Sgt. Pepper's Lonely Hearts Club Band is the
first record album I ever touched: sometimes my mother would bring my brother
and I to spend the day at the library she worked at; there was a record
player there with a single record (SPOILER ALERT - that record was Sgt Pepper...why the fuck else would I be bringing it up here?) Meanwhile, today is the 54th anniversary of its release:
When McCartney played a test pressing of “A Day in the Life” for Brian Wilson in L.A. prior to its release, Wilson was so shaken and outright intimidated that he abandoned work on what he hoped would become his musical masterpiece, the legendary and tragic Smile.

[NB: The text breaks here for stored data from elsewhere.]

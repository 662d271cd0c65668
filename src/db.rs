// Copyright (c) 2025 Soumyadip Sarkar.
// All rights reserved.
//
// This source code is licensed under the license found in the
// LICENSE file in the root directory of this source tree.

use anyhow::{Context, Result};
use directories::ProjectDirs;
use once_cell::sync::Lazy;
use rusqlite::Connection;
use std::fs;
use std::path::{Path, PathBuf};

static APP: Lazy<(&str, &str, &str)> =
    Lazy::new(|| ("com.alphavelocity", "Fintrack", "fintrack"));

pub const DB_ENV: &str = "FINTRACK_DB";

pub fn db_path() -> Result<PathBuf> {
    if let Ok(p) = std::env::var(DB_ENV) {
        if !p.trim().is_empty() {
            return Ok(PathBuf::from(p.trim()));
        }
    }
    let proj = ProjectDirs::from(APP.0, APP.1, APP.2)
        .context("Could not determine platform-specific data dir")?;
    let data_dir = proj.data_dir();
    fs::create_dir_all(data_dir).context("Failed to create data dir")?;
    Ok(data_dir.join("fintrack.sqlite"))
}

pub fn open_at(path: &Path) -> Result<Connection> {
    if let Some(parent) = path.parent() {
        if !parent.as_os_str().is_empty() {
            fs::create_dir_all(parent)
                .with_context(|| format!("Create DB dir {}", parent.display()))?;
        }
    }
    let conn =
        Connection::open(path).with_context(|| format!("Open DB at {}", path.display()))?;
    init_schema(&conn)?;
    tracing::debug!(path = %path.display(), "database ready");
    Ok(conn)
}

/// Creates every table if missing. Safe to call on an existing database.
pub fn init_schema(conn: &Connection) -> Result<()> {
    conn.execute_batch(
        r#"
    PRAGMA foreign_keys = ON;

    CREATE TABLE IF NOT EXISTS users(
        id INTEGER PRIMARY KEY AUTOINCREMENT,
        tg_id INTEGER NOT NULL UNIQUE,
        username TEXT NOT NULL,
        created TEXT NOT NULL
    );

    CREATE TABLE IF NOT EXISTS currencies(
        id INTEGER PRIMARY KEY AUTOINCREMENT,
        code TEXT NOT NULL UNIQUE,
        rate_to_base TEXT NOT NULL, -- 1 unit of this currency in base units
        name TEXT NOT NULL,
        symbol TEXT
    );

    CREATE TABLE IF NOT EXISTS settings(
        id INTEGER PRIMARY KEY AUTOINCREMENT,
        user_id INTEGER NOT NULL UNIQUE,
        currency_id INTEGER NOT NULL,
        FOREIGN KEY(user_id) REFERENCES users(id) ON DELETE CASCADE,
        FOREIGN KEY(currency_id) REFERENCES currencies(id)
    );

    CREATE TABLE IF NOT EXISTS categories(
        id INTEGER PRIMARY KEY AUTOINCREMENT,
        user_id INTEGER NOT NULL,
        name TEXT NOT NULL,
        is_deleted INTEGER NOT NULL DEFAULT 0,
        deleted_at TEXT,
        FOREIGN KEY(user_id) REFERENCES users(id) ON DELETE CASCADE
    );
    CREATE INDEX IF NOT EXISTS idx_categories_user ON categories(user_id);

    CREATE TABLE IF NOT EXISTS transactions(
        id INTEGER PRIMARY KEY AUTOINCREMENT,
        user_id INTEGER NOT NULL,
        category_id INTEGER NOT NULL,
        currency_id INTEGER NOT NULL,
        amount TEXT NOT NULL,
        is_expense INTEGER NOT NULL DEFAULT 1,
        comment TEXT,
        created TEXT NOT NULL,
        FOREIGN KEY(user_id) REFERENCES users(id) ON DELETE CASCADE,
        FOREIGN KEY(category_id) REFERENCES categories(id) ON DELETE CASCADE,
        FOREIGN KEY(currency_id) REFERENCES currencies(id)
    );
    CREATE INDEX IF NOT EXISTS idx_transactions_user_cat ON transactions(user_id, category_id, created);

    CREATE TABLE IF NOT EXISTS limits(
        id INTEGER PRIMARY KEY AUTOINCREMENT,
        user_id INTEGER NOT NULL,
        category_id INTEGER NOT NULL,
        currency_id INTEGER NOT NULL,
        limit_amount TEXT NOT NULL,
        period TEXT NOT NULL,
        is_updating INTEGER NOT NULL DEFAULT 0,
        start_date TEXT NOT NULL,
        end_date TEXT,
        UNIQUE(user_id, category_id),
        FOREIGN KEY(user_id) REFERENCES users(id) ON DELETE CASCADE,
        FOREIGN KEY(category_id) REFERENCES categories(id) ON DELETE CASCADE,
        FOREIGN KEY(currency_id) REFERENCES currencies(id)
    );
    "#,
    )?;
    Ok(())
}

The most astonishing thing about Sgt. Pepper isn’t simply its breadth of accomplishment, but rather the fact that it only took five years for John, Paul, George and Ringo to evolve from the simplicity of “Love Me Do” to a dramatic definition of “A Day in the Life.” It was an astonishing artistic evolution by any measure, one that’s yet to be equaled in terms of growth or maturity...Pepper redefined the notion of an album as a unified body of work, an artistic accomplishment as daunting as any artistic endeavor in mankind’s collective canon. Indeed, in the full spectrum of the world’s creative achievements, Sgt. Pepper retains its place in that pantheon.
SUPER SLICES:
title track, Lucy in the Sky with Diamonds, Getting Better, She’s
Leaving Home, Lovely Rita, Good Morning, Good Morning, Day in the
Life
YOU GOTTA LOVE IT EVEN THO YOU’RE SICK OF HEARING IT: With a Little Help from My Friends
I NEVER LISTEN BUT AT LEAST THEY’RE WILDLY INNOVATIVE/AMBITIOUS: Being for the Benefit of Mr. Kite!, Within You, Without You
NOT A SLICE: Fixing a Hole, When I’m 64
SEVEN superslices! Not just slices, but super slices. And don’t get me started re: how off the charts it would be if
they hadn’t given away Penny Lane and Strawberry Fields. They of course were the first two songs recorded for the album, and when a new single was requested by Brian Epstein, George Martin told him that the band had recorded Penny Lane and Strawberry Fields Forever, which he considered to be the band's best songs up to that point. Epstein suggested to release them as a double A-side single, so The Beatles didn't ever issue a version of Sgt Pepper with Penny Lane and Strawberry Fields included because their singles did not appear on new albums. Sgt. Pepper is generally debated as the greatest album of all time (the most important without a doubt), and including those two mega-classics would've made it beyond untouchable.